Enquanto a pessoa examinada dorme, o aparelhinho na ponta do seu dedo mede a variação na quantidade de oxigênio que circula pelos vasos. É uma espécie de oxímetro, que percebe a diferença de oxigenação pela cor do sangue. É que ele fica um vermelho bem vivo quando está cheio de oxigênio e muda para um tom mais escuro quando a presença desse gás diminui na circulação. Na apneia, é uma gangorra: a taxa sobe e depois cai; sobe de novo e cai novamente.
As informações captadas na ponta do dedo são transmitidas por bluethtooth para o celular. A pessoa só precisa baixar um app que, diga-se, é de graça. E depois de uma noite bem, ou mal, dormida, o programa cria um relatório que segue para a nuvem da web, sendo acessado pelo médico onde quer que ele esteja.
Melhor eu esclarecer que esse não é um exame que qualquer um pode comprar o sensor, e boa. O que tem valor é a interpretação do especialista, apesar de toda a facilidade para executá-lo. Mas a simplificação, espera-se, fará diferença para muita gente. Até porque 93% das mulheres e 82% dos homens com apneia ainda não foram diagnosticados.
Aliás, sim, lamento informar que as mulheres sofrem de apneia e — ai, que medo… — depois da menopausa empatam em paradas respiratórias e roncos com os dormidores da ala masculina.
O exame brasileiro — finalista do Prêmio Dasa & Saúde — acaba de ser lançado, no início deste mês, no Congresso Brasileiro do Sono. Muitos especialistas da área começam a adotá-lo, assim laboratórios de análise clínica. Só assim aumentar o número de flagrantes em quem dorme perigosamente. E com outras vantagens.
Por ser simples, a nova tecnologia permite que o paciente repita o teste por duas ou três noites, o que pode ser uma boa. Isso porque a apneia, tal qual o ronco que pode acompanhá-la, piora quando a pessoa está muito cansada ou até mesmo quando consumiu alcool, já que a bebida aumenta o relaxamento dos tecidos que revestem a passagem do ar. A repetição, se o médico indicar, pode dar um cenário mais preciso.

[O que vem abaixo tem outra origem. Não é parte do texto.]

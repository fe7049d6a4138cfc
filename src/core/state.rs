//! Shared server state
//!
//! One instance holds everything the handlers need: the configuration,
//! the embedded database handle, and the token service. Cloning is cheap;
//! every clone refers to the same underlying resources.

use std::path::PathBuf;
use std::sync::Arc;

use surrealdb::Surreal;
use surrealdb::engine::local::Db;

use crate::auth::JwtService;
use crate::core::Config;
use crate::db::DbService;
use crate::utils::{AppError, AppResult};

#[derive(Clone)]
pub struct ServerState {
    pub config: Arc<Config>,
    pub db: Surreal<Db>,
    pub jwt: Arc<JwtService>,
}

impl ServerState {
    /// Create the data directory, open the database, and wire the services
    pub async fn initialize(config: Config) -> AppResult<Self> {
        tokio::fs::create_dir_all(&config.data_dir)
            .await
            .map_err(|e| AppError::internal(format!("Failed to create data directory: {e}")))?;

        let db_service = DbService::new(&config.db_dir()).await?;
        let jwt = Arc::new(JwtService::new(config.jwt.clone()));

        Ok(Self {
            config: Arc::new(config),
            db: db_service.db,
            jwt,
        })
    }

    pub fn photos_dir(&self) -> PathBuf {
        self.config.photos_dir()
    }
}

Outra possibilidade é a do exame ser usado para acompanhar a eficiência do tratamento prescrito. Lorenzi Filho dá o exemplo das placas móveis indicadas para alguns pacientes. Elas são colocadas na boca na hora de ir para a cama, com a intenção de puxar o queixo para frente e, digamos, literalmente abrir a passagem. Mas nem sempre uma placa puxa o suficiente. Ou, tanto pior, às vezes puxa demais e desnecessariamente, provocando dores articulares e problemas nas arcadas dentárias. O teste com o dispositivo na ponta do dedo, porém, permitará que os especialistas encontrem a justa medida para que ninguém troque um problema por outro.